Intestinal Stem Cell Function During Aging and Tumor Initiation

PROJECT SUMMARY/ABSTRACT The intestinal epithelium is a rapidly self-renewing tissue that uses distinct mechanisms for regeneration during homeostasis and injury-induced repair. Tissue regeneration is supported by heterogeneous cell types including cycling Lgr5+ intestinal stem cells (ISCs) as well as reserve stem cells set aside for times of injury. We have recently reported an essential molecular role for Wnt pathway ligands in Lgr5+ ISC maintenance and self- renewal. We have also developed novel tools for the pharmacological manipulation of the ISC niche. While adult stem cells serve to maintain and repair tissues for a lifetime, multiple studies have demonstrated that there is an age-related decline in the regenerative capacity of stem cells across multiple different tissues.

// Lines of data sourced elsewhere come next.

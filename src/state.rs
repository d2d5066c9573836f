use std::fmt::{Display, Formatter};

use ndarray::Array2;
use petgraph::unionfind::UnionFind;

use crate::grid::{CorridorId, Grid, IslandId, Orientation};

/// Reasons a [`PuzzleState`] mutation is rejected.
///
/// These are contract violations by the caller, never search dead ends.
#[derive(Copy, Clone, Debug, Eq, PartialEq)]
pub enum StateError {
    /// A corridor was assigned a multiplicity outside `{0, 1, 2}`.
    InvalidMultiplicity {
        /// The corridor being assigned.
        corridor: CorridorId,
        /// The rejected value.
        value: u8,
    },
}

impl Display for StateError {
    fn fmt(&self, f: &mut Formatter<'_>) -> std::fmt::Result {
        match self {
            Self::InvalidMultiplicity { corridor, value } => write!(
                f,
                "corridor {} cannot carry {} bridges; only 0, 1, or 2 are legal",
                corridor, value
            ),
        }
    }
}

impl std::error::Error for StateError {}

/// A partial assignment of bridge multiplicities to the corridors of one [`Grid`].
///
/// Stored as a dense vector indexed by [`CorridorId`], default 0, which doubles
/// as the canonical deduplication signature for search. States are branch
/// scoped: searches either clone them per branch or mutate and undo in place.
#[derive(Clone)]
pub struct PuzzleState<'g> {
    grid: &'g Grid,
    bridges: Vec<u8>,
}

impl<'g> PuzzleState<'g> {
    /// The empty assignment over `grid`: every corridor carries 0 bridges.
    pub fn new(grid: &'g Grid) -> Self {
        Self {
            grid,
            bridges: vec![0; grid.corridors().len()],
        }
    }

    pub(crate) fn with_bridges(grid: &'g Grid, bridges: Vec<u8>) -> Self {
        debug_assert_eq!(bridges.len(), grid.corridors().len());
        Self { grid, bridges }
    }

    /// The grid this assignment ranges over.
    pub fn grid(&self) -> &'g Grid {
        self.grid
    }

    /// Current multiplicity of the given corridor.
    pub fn corridor_value(&self, corridor: CorridorId) -> u8 {
        self.bridges[corridor]
    }

    /// Assign a multiplicity to a corridor.
    ///
    /// Any value above 2 is a programmer error and is rejected with
    /// [`StateError::InvalidMultiplicity`] rather than treated as a dead end.
    pub fn set_corridor_value(&mut self, corridor: CorridorId, value: u8) -> Result<(), StateError> {
        if value > 2 {
            return Err(StateError::InvalidMultiplicity { corridor, value });
        }
        self.bridges[corridor] = value;
        Ok(())
    }

    /// The full multiplicity vector, in corridor-id order.
    pub fn bridges(&self) -> &[u8] {
        &self.bridges
    }

    /// Target minus the assigned multiplicities incident to `island`.
    ///
    /// Negative values signal over-assignment and may occur transiently
    /// during search.
    pub fn remaining_degree(&self, island: IslandId) -> i64 {
        let used: i64 = self.grid.corridors_incident_to(island)
            .iter()
            .map(|&id| i64::from(self.bridges[id]))
            .sum();
        i64::from(self.grid.island(island).target) - used
    }

    /// Whether every island is reachable from every other along corridors
    /// with nonzero multiplicity.
    pub fn is_connected(&self) -> bool {
        let islands = self.grid.islands();
        let mut visited = vec![false; islands.len()];
        let mut stack = vec![0];
        let mut seen = 0;
        while let Some(island) = stack.pop() {
            if visited[island] {
                continue;
            }
            visited[island] = true;
            seen += 1;
            for &corridor in self.grid.corridors_incident_to(island) {
                if self.bridges[corridor] == 0 {
                    continue;
                }
                let neighbor = self.grid.corridor(corridor).other_endpoint(island);
                if !visited[neighbor] {
                    stack.push(neighbor);
                }
            }
        }
        seen == islands.len()
    }

    /// Number of connected components among islands, counting corridors with
    /// nonzero multiplicity as edges. Unconnected islands count singly.
    pub(crate) fn component_count(&self) -> usize {
        let mut sets = UnionFind::<IslandId>::new(self.grid.islands().len());
        for corridor in self.grid.corridors() {
            if self.bridges[corridor.id] > 0 {
                sets.union(corridor.islands.0, corridor.islands.1);
            }
        }
        let labels = sets.into_labeling();
        let mut roots = labels;
        roots.sort_unstable();
        roots.dedup();
        roots.len()
    }

    /// Whether every island's remaining degree is exactly zero.
    pub fn islands_satisfied(&self) -> bool {
        self.grid
            .islands()
            .iter()
            .all(|island| self.remaining_degree(island.id) == 0)
    }

    /// Whether this assignment solves the puzzle: all degrees exact and the
    /// bridge graph connected.
    pub fn is_goal(&self) -> bool {
        self.islands_satisfied() && self.is_connected()
    }

    /// Sum over islands of the still-unmet degree, ignoring over-assignment.
    pub fn deficit(&self) -> u64 {
        self.grid
            .islands()
            .iter()
            .map(|island| self.remaining_degree(island.id).max(0) as u64)
            .sum()
    }

    /// Among islands with strictly positive remaining degree, the one with
    /// the smallest such value; ties break toward the lower id.
    pub(crate) fn most_constrained_island(&self) -> Option<IslandId> {
        self.grid
            .islands()
            .iter()
            .filter_map(|island| {
                let remaining = self.remaining_degree(island.id);
                (remaining > 0).then_some((remaining, island.id))
            })
            .min()
            .map(|(_, id)| id)
    }

    /// Project this assignment onto a symbol matrix for rendering.
    ///
    /// Island cells hold their target digit; corridor cells hold `-`/`=` for
    /// single/double horizontal bridges and `|`/`$` for vertical ones; every
    /// other cell holds `0`. This projection is the sole interface handed to
    /// external renderers.
    pub fn symbol_matrix(&self) -> Array2<char> {
        let mut out = Array2::from_elem((self.grid.height(), self.grid.width()), '0');
        for island in self.grid.islands() {
            // targets above 35 have no single-character rendering
            let digit = char::from_digit(island.target, 36).unwrap_or('?');
            out[island.location.as_index()] = digit;
        }
        for corridor in self.grid.corridors() {
            let value = self.bridges[corridor.id];
            if value == 0 {
                continue;
            }
            let symbol = match (corridor.orientation, value) {
                (Orientation::Horizontal, 1) => '-',
                (Orientation::Horizontal, _) => '=',
                (Orientation::Vertical, 1) => '|',
                (Orientation::Vertical, _) => '$',
            };
            for cell in &corridor.cells {
                out[cell.as_index()] = symbol;
            }
        }
        out
    }
}

impl Display for PuzzleState<'_> {
    fn fmt(&self, f: &mut Formatter<'_>) -> std::fmt::Result {
        let matrix = self.symbol_matrix();
        let mut out = String::with_capacity(matrix.nrows() * (matrix.ncols() + 1));
        for row in matrix.rows() {
            for cell in row {
                out.push(*cell);
            }
            out.push('\n');
        }
        write!(f, "{}", out)
    }
}
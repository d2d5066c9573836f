use ndarray::Ix;

pub(crate) type Coord = usize;

#[derive(Clone, Eq, Hash, Copy, PartialEq, Ord, PartialOrd, Debug)]
/// A cell `(row, col)` on a puzzle grid. The top left corner is `Location(0, 0)`.
pub struct Location(pub Coord, pub Coord);

impl Location {
    pub(crate) fn as_index(&self) -> (Coord, Coord) {
        (self.0, self.1)
    }

    pub(crate) fn right(self) -> Self {
        Self(self.0, self.1 + 1)
    }

    pub(crate) fn below(self) -> Self {
        Self(self.0 + 1, self.1)
    }
}

impl From<(Ix, Ix)> for Location {
    fn from(value: (Ix, Ix)) -> Self {
        Self(value.0, value.1)
    }
}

Our preliminary data support diminished regenerative function in ISCs and suggest that these changes are driven by alterations in the stem cell niche that result in decreased Wnt signaling in the ISCs. We hypothesize that age- related niche alterations drive the impaired regenerative function of ISCs and these changes are reversible. Our hypothesis is evaluated by the following Specific Aims: (1) to define how the mesenchymal niche contributes to functional ISC decline in homeostatic regeneration during aging and (2) to examine ligand-level Wnt pathway manipulation in the context of colorectal tumor initiation during aging. Achievement of these Aims will provide insight into exciting new areas of ISC biology, and ultimately lead to improved strategies for tissue repair during aging.